In 2012, the Navy told state regulators there had been no findings of cesium contamination beyond release limits established for the cleanup of Treasure Island. We set out to determine whether significant cesium-137 contamination was present on the island. Part of the reporting involved soil testing by certified laboratories. Here are the steps we undertook:
- CIR reporters reviewed military archives and other documents to research the history of radiation use at Treasure Island. Documents reviewed included detailed drawings, maps and inventory lists describing the use of cesium, plutonium and barium, among other radioactive material at classrooms used to train sailors in nuclear warfare.

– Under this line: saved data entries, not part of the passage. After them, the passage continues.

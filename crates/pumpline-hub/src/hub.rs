//! The broadcast hub.

use crate::sink::{SinkEvent, TradeSink};
use dashmap::DashMap;
use parking_lot::RwLock;
use pumpline_core::{AggregateState, TradeEvent};
use std::sync::atomic::{AtomicU64, Ordering};
use std::sync::Arc;
use tracing::{debug, warn};

/// Identifier for a registered sink, returned from `subscribe`.
#[derive(Debug, Clone, Copy, PartialEq, Eq, Hash)]
pub struct SinkId(u64);

/// Fans published events out to every registered sink.
///
/// Registration is concurrent (connection accept tasks subscribe while the
/// pipeline publishes), so the registry is a `DashMap`. The last published
/// counter state and the active token are cached so a late joiner can be
/// brought up to date immediately on subscribe.
pub struct BroadcastHub {
    sinks: DashMap<SinkId, Arc<dyn TradeSink>>,
    next_id: AtomicU64,
    last_state: RwLock<AggregateState>,
    active_token: RwLock<Option<String>>,
}

impl BroadcastHub {
    pub fn new() -> Self {
        Self {
            sinks: DashMap::new(),
            next_id: AtomicU64::new(1),
            last_state: RwLock::new(AggregateState::default()),
            active_token: RwLock::new(None),
        }
    }

    /// Register a sink and replay current state to it.
    ///
    /// The new sink immediately receives the active token announcement (if a
    /// token is subscribed) followed by the current counter state, so a
    /// client joining mid-stream renders the same totals as everyone else
    /// without waiting for the next trade.
    ///
    /// Replay and registration happen under the state locks: a publish
    /// cannot slip between the replayed snapshot and the map insert, so the
    /// sink either sees an event in its replayed totals or receives it live.
    pub fn subscribe(&self, sink: Arc<dyn TradeSink>) -> SinkId {
        let id = SinkId(self.next_id.fetch_add(1, Ordering::Relaxed));

        let state = self.last_state.read();
        let token = self.active_token.read();
        if let Some(token) = token.as_deref() {
            self.try_deliver(id, &sink, &SinkEvent::TokenSubscription(token.to_string()));
        }
        self.try_deliver(id, &sink, &SinkEvent::CounterUpdate(state.clone()));

        self.sinks.insert(id, sink);
        debug!(sink_id = id.0, sinks = self.sinks.len(), "Sink registered");
        id
    }

    /// Remove a sink. Removing an unknown id is a no-op.
    pub fn unsubscribe(&self, id: SinkId) {
        if self.sinks.remove(&id).is_some() {
            debug!(sink_id = id.0, sinks = self.sinks.len(), "Sink removed");
        }
    }

    /// Publish one trade and the counter state as of after it.
    ///
    /// Each sink gets the transaction followed by the counter update. A
    /// failing sink is logged and skipped for this delivery; it stays
    /// registered and gets the next one.
    pub fn publish(&self, event: &TradeEvent, state: &AggregateState) {
        // Held through the delivery loop to exclude concurrent subscribes.
        let mut last_state = self.last_state.write();
        *last_state = state.clone();

        let transaction = SinkEvent::Transaction(event.clone());
        let counter = SinkEvent::CounterUpdate(state.clone());
        for entry in self.sinks.iter() {
            self.try_deliver(*entry.key(), entry.value(), &transaction);
            self.try_deliver(*entry.key(), entry.value(), &counter);
        }
    }

    /// Announce a new active token to all sinks and record it for replay.
    pub fn announce_subscription_change(&self, token: &str) {
        // Same discipline as `publish`: no subscribe can replay the old
        // token and also miss this announcement.
        let mut active_token = self.active_token.write();
        *active_token = Some(token.to_string());

        let event = SinkEvent::TokenSubscription(token.to_string());
        for entry in self.sinks.iter() {
            self.try_deliver(*entry.key(), entry.value(), &event);
        }
    }

    /// The token currently announced to clients, if any.
    pub fn active_token(&self) -> Option<String> {
        self.active_token.read().clone()
    }

    /// The last published counter state.
    pub fn last_state(&self) -> AggregateState {
        self.last_state.read().clone()
    }

    pub fn sink_count(&self) -> usize {
        self.sinks.len()
    }

    fn try_deliver(&self, id: SinkId, sink: &Arc<dyn TradeSink>, event: &SinkEvent) {
        if let Err(e) = sink.deliver(event) {
            warn!(sink_id = id.0, error = %e, "Sink delivery failed");
        }
    }
}

impl Default for BroadcastHub {
    fn default() -> Self {
        Self::new()
    }
}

- The reporters discovered that the elevated radiation levels, and the radioactive material use depicted in the archives, occurred on the same block on the former base. The classroom buildings had been declared clean in 2008 and cleared for future development by the Navy, as well as by state regulators.
- Reporters were trained by a certified health physicist to operate radiation survey instruments. Using a Ludlum Model 44-10 sodium iodide detector, as well as a Ludlum Model 44-9 Pancake Geiger-Mueller Detector, they spent 45 hours surveying the block in question.
- Once a suspect area was identified, the reporters, protected with disposable gloves and shoe covers, unearthed 12 half-pound soil samples and took them to a certified radiology lab. The samples were examined using a high-purity germanium detector set for high-resolution gamma spectroscopy.
- The analysis produced a finding of elevated levels of cesium-137 in three samples taken near the former classroom.
- Reporters returned to the island, taking additional samples from the suspect location. Those samples, along with the original sample, were tested at two certified radiation laboratories.
- Soil tests by Eberline Services of Richmond showed cesium-137 concentrations as high as 0.180 picocuries per gram.
- The sample showing the highest radiation level was retested by New World Environmental, a certified radiation laboratory in Livermore. That test showed a greater radiation concentration of 0.315 picocuries per gram. A picocurie, or one-trillionth of a curie, is a standard measure of the intensity of radioactivity in a sample of material.
- Both of the results exceeded the Navy’s threshold for releasing land for development at Treasure Island, which is 0.113 picocuries per gram.